The fact is, in the Old Testament at least, God is pro-rape. I know that's not a fact that's going to sit well in your head. If you doubt me, please do the necessary research. You'll find countless Bible apologists who say, well, it's all part of "be fruitful and multiply" or "some concubines were treated like wives" (as if that were a supreme privilege in the B.C. 1000s), but none who can make Leviticus 25 or Judges 19 go away. You can also find Christians who say Jesus came to negate the filthy "morals" of the Old Testament, but none who can change the fact that Leviticus 25 is a direct quote from God (see verse 1). I say again: if most Hoosiers believe in a God Who's anti-rape, then they're ignoring the fact of God-endorsed concubines in the Old Testament. They're also ignoring the questionable relationship between the Roman centurion and his "servant" (Greek pais--better translated as "catamite" or, not to put too fine a point on it, "boy sex slave") in Matthew 8. But that's okay; Jesus ignored that relationship, too. He said nothing condemnatory about it, even bringing the pais back to life at the centurion's humble request. And yippee, what a life!

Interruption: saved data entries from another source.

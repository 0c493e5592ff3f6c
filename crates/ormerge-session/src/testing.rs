//! Shared mapping and fixtures for unit tests.

use std::sync::Arc;

use ormerge_core::{
    CascadeKind, CascadeStyle, EntityMetadata, IdentifierMetadata, InMemoryDatastore,
    PersisterRegistry, PropertyMetadata, Row, StoredValue, Value, VersionMetadata,
};

use crate::{Session, SessionConfig};

/// Category 1..n Item 1..n Bid, plus Tag with an assigned identifier.
///
/// `Item.category` and `Item.bids` cascade merge and delete.
pub(crate) fn registry() -> Arc<PersisterRegistry> {
    let cascade = CascadeStyle::MERGE.with(CascadeKind::Delete);
    let mut registry = PersisterRegistry::new();
    registry
        .register(
            EntityMetadata::new("Category", IdentifierMetadata::generated("id"))
                .property(PropertyMetadata::basic("name")),
        )
        .unwrap();
    registry
        .register(
            EntityMetadata::new("Item", IdentifierMetadata::generated("id"))
                .versioned(VersionMetadata::new("version"))
                .property(PropertyMetadata::basic("name"))
                .property(PropertyMetadata::many_to_one("category", "Category").cascade(cascade))
                .property(PropertyMetadata::one_to_many("bids", "Bid").cascade(cascade)),
        )
        .unwrap();
    registry
        .register(
            EntityMetadata::new("Bid", IdentifierMetadata::generated("id"))
                .property(PropertyMetadata::basic("amount"))
                .property(PropertyMetadata::many_to_one("item", "Item")),
        )
        .unwrap();
    registry
        .register(
            EntityMetadata::new("Tag", IdentifierMetadata::assigned("label"))
                .property(PropertyMetadata::basic("description")),
        )
        .unwrap();
    Arc::new(registry)
}

/// A session over an empty datastore with statistics enabled.
pub(crate) fn test_session() -> Session<InMemoryDatastore> {
    Session::with_config(
        InMemoryDatastore::new(),
        registry(),
        SessionConfig::new().statistics_enabled(true),
    )
}

/// Store row `Item#id` without category or bids.
pub(crate) fn seed_item(session: &mut Session<InMemoryDatastore>, id: i64, version: i64, name: &str) {
    session.datastore_mut().seed(
        "Item",
        Row {
            entity_name: "Item",
            identifier: Value::BigInt(id),
            version: Value::BigInt(version),
            values: vec![
                StoredValue::Scalar(Value::from(name)),
                StoredValue::Reference(None),
                StoredValue::References(Vec::new()),
            ],
        },
    );
}

pub(crate) fn seed_tag(session: &mut Session<InMemoryDatastore>, label: &str) {
    session.datastore_mut().seed(
        "Tag",
        Row {
            entity_name: "Tag",
            identifier: Value::from(label),
            version: Value::Null,
            values: vec![StoredValue::Scalar(Value::Null)],
        },
    );
}
//! Inserts and deletes queued by the session, executed on flush.
//!
//! Updates are not queued: flush finds them by comparing every managed
//! instance against its loaded-state snapshot.

use ormerge_core::{EntityKey, EntityRef};
use serde::Serialize;

/// A saved instance waiting for its row to be written.
#[derive(Debug, Clone, PartialEq)]
pub struct EntityInsertAction {
    pub entity: EntityRef,
    pub entity_name: &'static str,
    pub key: EntityKey,
}

/// A deleted instance waiting for its row to be removed.
#[derive(Debug, Clone, PartialEq)]
pub struct EntityDeleteAction {
    pub entity: EntityRef,
    pub entity_name: &'static str,
    pub key: EntityKey,
}

#[derive(Debug, Default)]
pub struct ActionQueue {
    insertions: Vec<EntityInsertAction>,
    deletions: Vec<EntityDeleteAction>,
}

impl ActionQueue {
    pub fn new() -> Self {
        Self::default()
    }

    pub fn add_insert(&mut self, action: EntityInsertAction) {
        tracing::trace!(entity = %action.entity, key = %action.key, "Queueing insert");
        self.insertions.push(action);
    }

    pub fn add_delete(&mut self, action: EntityDeleteAction) {
        tracing::trace!(entity = %action.entity, key = %action.key, "Queueing delete");
        self.deletions.push(action);
    }

    /// Drop the queued insert of `entity`. Returns whether one was queued.
    pub fn remove_insert(&mut self, entity: EntityRef) -> bool {
        let before = self.insertions.len();
        self.insertions.retain(|a| a.entity != entity);
        self.insertions.len() != before
    }

    pub fn has_insert(&self, entity: EntityRef) -> bool {
        self.insertions.iter().any(|a| a.entity == entity)
    }

    pub fn has_delete(&self, entity: EntityRef) -> bool {
        self.deletions.iter().any(|a| a.entity == entity)
    }

    /// Queued inserts in save order.
    pub fn insertions(&self) -> &[EntityInsertAction] {
        &self.insertions
    }

    pub fn deletions(&self) -> &[EntityDeleteAction] {
        &self.deletions
    }

    pub(crate) fn take_insertions(&mut self) -> Vec<EntityInsertAction> {
        std::mem::take(&mut self.insertions)
    }

    pub(crate) fn take_deletions(&mut self) -> Vec<EntityDeleteAction> {
        std::mem::take(&mut self.deletions)
    }

    /// Put back inserts that were taken but not executed, ahead of any queued since.
    pub(crate) fn restore_insertions(&mut self, actions: impl IntoIterator<Item = EntityInsertAction>) {
        let queued = std::mem::take(&mut self.insertions);
        self.insertions.extend(actions);
        self.insertions.extend(queued);
    }

    pub(crate) fn restore_deletions(&mut self, actions: impl IntoIterator<Item = EntityDeleteAction>) {
        let queued = std::mem::take(&mut self.deletions);
        self.deletions.extend(actions);
        self.deletions.extend(queued);
    }

    pub fn len(&self) -> usize {
        self.insertions.len() + self.deletions.len()
    }

    pub fn is_empty(&self) -> bool {
        self.insertions.is_empty() && self.deletions.is_empty()
    }

    pub fn clear(&mut self) {
        self.insertions.clear();
        self.deletions.clear();
    }
}

/// Counts of pending operations by type.
#[derive(Debug, Clone, Copy, Default, PartialEq, Eq, Serialize)]
pub struct PendingCounts {
    /// Objects pending INSERT.
    pub new: usize,
    /// Managed objects that differ from their snapshot.
    pub dirty: usize,
    /// Objects pending DELETE.
    pub deleted: usize,
}

impl PendingCounts {
    /// Total number of pending operations.
    #[must_use]
    pub fn total(&self) -> usize {
        self.new + self.dirty + self.deleted
    }

    /// Check if there are no pending operations.
    #[must_use]
    pub fn is_empty(&self) -> bool {
        self.new == 0 && self.dirty == 0 && self.deleted == 0
    }
}

#[cfg(test)]
mod tests {
    use super::*;
    use ormerge_core::{EntityData, EntityStore, Value};

    fn insert(store: &mut EntityStore, id: i64) -> EntityInsertAction {
        EntityInsertAction {
            entity: store.insert(EntityData::new("Item", Vec::new())),
            entity_name: "Item",
            key: EntityKey::new("Item", Value::BigInt(id)),
        }
    }

    #[test]
    fn test_insertions_keep_save_order() {
        let mut store = EntityStore::new();
        let mut queue = ActionQueue::new();
        let first = insert(&mut store, 1);
        let second = insert(&mut store, 2);
        queue.add_insert(first.clone());
        queue.add_insert(second.clone());

        assert_eq!(queue.insertions(), &[first, second]);
        assert_eq!(queue.len(), 2);
    }

    #[test]
    fn test_remove_insert() {
        let mut store = EntityStore::new();
        let mut queue = ActionQueue::new();
        let action = insert(&mut store, 1);
        let entity = action.entity;
        queue.add_insert(action);

        assert!(queue.has_insert(entity));
        assert!(queue.remove_insert(entity));
        assert!(!queue.remove_insert(entity));
        assert!(queue.is_empty());
    }

    #[test]
    fn test_take_drains() {
        let mut store = EntityStore::new();
        let mut queue = ActionQueue::new();
        let action = insert(&mut store, 1);
        queue.add_delete(EntityDeleteAction {
            entity: action.entity,
            entity_name: action.entity_name,
            key: action.key.clone(),
        });
        queue.add_insert(action);

        let insertions = queue.take_insertions();
        assert_eq!(insertions.len(), 1);
        assert_eq!(queue.take_deletions().len(), 1);
        assert!(queue.is_empty());

        queue.restore_insertions(insertions);
        assert_eq!(queue.insertions().len(), 1);
    }

    #[test]
    fn test_pending_counts() {
        let counts = PendingCounts {
            new: 1,
            dirty: 2,
            deleted: 0,
        };
        assert_eq!(counts.total(), 3);
        assert!(!counts.is_empty());
        assert!(PendingCounts::default().is_empty());
    }
}
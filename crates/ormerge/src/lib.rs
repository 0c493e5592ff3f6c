//! ormerge - merge detached and transient object graphs into a live unit of work.
//!
//! ormerge provides:
//!
//! - Mapping metadata for entities, associations and cascade styles
//! - An entity arena addressed by copyable handles, with lazy proxies
//! - A session that classifies instances, merges them, and flushes changes
//! - Pluggable policies for several copies of one row within a merge
//!
//! # Quick Start
//!
//! ```ignore
//! use ormerge::prelude::*;
//!
//! let registry = PersisterRegistry::new()
//!     .with(
//!         EntityMetadata::new("Customer", IdentifierMetadata::generated("id"))
//!             .versioned(VersionMetadata::new("version"))
//!             .property(PropertyMetadata::basic("name"))
//!             .property(
//!                 PropertyMetadata::one_to_many("orders", "Order")
//!                     .cascade(CascadeStyle::parse("merge, delete")?),
//!             ),
//!     )?
//!     .with(
//!         EntityMetadata::new("Order", IdentifierMetadata::generated("id"))
//!             .property(PropertyMetadata::basic("total"))
//!             .property(PropertyMetadata::many_to_one("customer", "Customer")),
//!     )?;
//!
//! let mut session = Session::new(InMemoryDatastore::new(), Arc::new(registry));
//!
//! // A new customer with one order, built outside the session
//! let customer = session.instantiate("Customer")?;
//! let order = session.instantiate("Order")?;
//! session.set_scalar(customer, "name", "Ada")?;
//! session.set_reference(order, "customer", Some(customer))?;
//! session.set_collection(customer, "orders", [order])?;
//!
//! // Merge returns the managed copies; the originals stay untouched
//! let managed = session.merge(customer)?;
//! session.flush()?;
//! ```
//!
//! # Features
//!
//! - **Cycle safe**: every visited instance is bound before cascading from it
//! - **Optimistic locking**: stale detached versions are rejected on merge and flush
//! - **Configurable copy policy**: `disallow`, `allow` or `log`, or a custom observer
//! - **Storage agnostic**: sessions run over any [`Datastore`]

pub use ormerge_core::{
    CascadeKind, CascadePoint, CascadeStyle, CollectionValue, ConfigError, Datastore,
    DatastoreCounters, DatastoreError, DirtyTracker, EntityData, EntityKey, EntityMetadata,
    EntityPersister, EntityRef, EntityStore, Error, ForeignKeyDirection, IdGeneration,
    IdentifierGenerationError, IdentifierMetadata, InMemoryDatastore, LazyProxy, MappingError,
    MappingErrorKind, MergeError, MergeErrorKind, PersistenceError, PersistenceErrorKind,
    PersisterRegistry, PropertyKind, PropertyMetadata, PropertyValue, Result, Row, Slot,
    StandardPersister, StoredValue, UnsavedValue, Value, VersionMetadata,
};

pub use ormerge_session::{
    ActionQueue, AUTO_FLUSH_SETTING, CascadingAction, ChangeTracker, DeleteCascade,
    ENTITY_COPY_OBSERVER_SETTING, EntityCopyAllowedObserver, EntityCopyLoggedObserver,
    EntityCopyNotAllowedObserver, EntityCopyObserver, EntityCopyObserverFactory,
    EntityCopyObserverKind, EntityCopySummary, EntityDeleteAction, EntityEntry,
    EntityInsertAction, EntityState, EntryStatus, FlushResult, Interceptor, MERGE_FETCH_PROFILE,
    MergeCascade, MergeContext, MergeEntry, MergeEvent, ObjectSnapshot, PendingCounts,
    PersistenceContext, STATISTICS_ENABLED_SETTING, Session, SessionConfig, SessionStats,
    Statistics,
};

/// Prelude module for convenient imports.
///
/// ```ignore
/// use ormerge::prelude::*;
/// ```
pub mod prelude {
    pub use std::sync::Arc;

    pub use crate::{
        // Mapping
        CascadeKind,
        CascadeStyle,
        EntityMetadata,
        // Arena
        EntityRef,
        // Session
        EntityCopyObserverKind,
        EntityState,
        Error,
        IdentifierMetadata,
        InMemoryDatastore,
        PersisterRegistry,
        PropertyMetadata,
        PropertyValue,
        Result,
        Session,
        SessionConfig,
        Value,
        VersionMetadata,
    };
}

I know my own way around this eternally intractable problem. After decades of thought, I concluded that if there is a God, then the Bible writers had Him/Her/It/Them all wrong. God may indeed possess cosmic power, but I see no evidence that God intervenes in the day-to-day events of our lives or preserves earthly justice. That'd be like asking a biochemist to make life in a petri dish fair. Of course, I'm not telling you what to believe. I know my opinions sound dark-hearted or devil-possessed to some of my readers. But do yours make any more sense than mine? Do Richard Mourdock's? I'm just saying maybe we should cut the poor guy a little slack. There's nothing dumb about wondering why God lets evil happen. Indeed, Mourdock's efforts at armchair theodicy put him in the company of such great minds as Russell, Voltaire, Augustine, and Leibniz (who coined the term theodicy 35 years after, oh, inventing calculus). Like many Christians, Mourdock settled on the rationale Joseph gave his murderous brothers in Genesis 50:20: "You meant evil against me, but God meant it for good, to bring it about that many people should be kept alive, as they are today. So do not fear; I will provide for you and your little ones." Awwww.

Still. That Rush Limbaugh. What a dick.